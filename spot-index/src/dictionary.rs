//  Copyright 2024 SRA Tools Authors
//
//  Licensed under the Apache License, Version 2.0 (the "License");
//  you may not use this file except in compliance with the License.
//  You may obtain a copy of the License at
//
//  http://www.apache.org/licenses/LICENSE-2.0
//
//  Unless required by applicable law or agreed to in writing, software
//  distributed under the License is distributed on an "AS IS" BASIS,
//  WITHOUT WARRANTIES OR CONDITIONS OF ANY KIND, either express or implied.
//  See the License for the specific language governing permissions and
//  limitations under the License.

//! The sorted, succinct name dictionary a frozen [`crate::batch::Batch`] searches: every
//! name packed into one shared byte buffer instead of one heap allocation apiece, with a
//! parallel offset table marking where each name starts and ends.

/// A lexicographically sorted set of byte strings, stored back-to-back in one buffer.
///
/// Building one always goes through [`NameDictionary::from_sorted`]: the caller is
/// responsible for handing names in already-sorted order (the batch builder sorts the
/// hot map's keys before streaming them in), since re-sorting here would mean holding a
/// second, unsorted copy around just to throw it away.
#[derive(Debug, Clone)]
pub struct NameDictionary {
    buffer: Box<[u8]>,
    offsets: Box<[u32]>,
}

impl NameDictionary {
    /// Packs an already-sorted, duplicate-free sequence of names into one dictionary.
    ///
    /// # Panics
    /// Panics in debug builds if `names` is not sorted, or if the packed buffer would
    /// exceed `u32::MAX` bytes (a single batch is bounded well below that by the
    /// packing policy's `target_batch_size`).
    pub fn from_sorted<I, B>(names: I) -> Self
    where
        I: IntoIterator<Item = B>,
        B: AsRef<[u8]>,
    {
        let mut buffer = Vec::new();
        let mut offsets = vec![0u32];
        #[cfg(debug_assertions)]
        let mut prev: Option<Vec<u8>> = None;
        for name in names {
            let name = name.as_ref();
            #[cfg(debug_assertions)]
            {
                if let Some(prev) = &prev {
                    debug_assert!(prev.as_slice() <= name, "names must be handed to NameDictionary in sorted order");
                }
                prev = Some(name.to_vec());
            }
            buffer.extend_from_slice(name);
            offsets.push(u32::try_from(buffer.len()).expect("packed dictionary exceeds u32::MAX bytes"));
        }
        Self { buffer: buffer.into_boxed_slice(), offsets: offsets.into_boxed_slice() }
    }

    pub fn len(&self) -> usize {
        self.offsets.len() - 1
    }

    pub fn is_empty(&self) -> bool {
        self.len() == 0
    }

    pub fn get(&self, position: usize) -> &[u8] {
        let start = self.offsets[position] as usize;
        let end = self.offsets[position + 1] as usize;
        &self.buffer[start..end]
    }

    /// The binary-search accelerator bound to this dictionary (the batch's "scanner"):
    /// returns the dictionary position of `name`, or the position it would be inserted at.
    pub fn binary_search(&self, name: &[u8]) -> Result<usize, usize> {
        let mut lo = 0usize;
        let mut hi = self.len();
        while lo < hi {
            let mid = lo + (hi - lo) / 2;
            match self.get(mid).cmp(name) {
                std::cmp::Ordering::Less => lo = mid + 1,
                std::cmp::Ordering::Greater => hi = mid,
                std::cmp::Ordering::Equal => return Ok(mid),
            }
        }
        Err(lo)
    }

    pub fn memory_used(&self) -> usize {
        self.buffer.len() + self.offsets.len() * std::mem::size_of::<u32>()
    }
}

* * * * * * * * *

■ How to complete this task ■
Print, without alteration, only the lines above between the one holding "let mut lo = 0usize;" and the one holding "std::cmp::Ordering::Less => lo", inclusive.

■ Answer space ■
        let mut lo = 0usize;
        let mut hi = self.len();
        while lo < hi {
            let mid = lo + (hi - lo) / 2;
            match self.get(mid).cmp(name) {
                std::cmp::Ordering::Less => lo = mid + 1,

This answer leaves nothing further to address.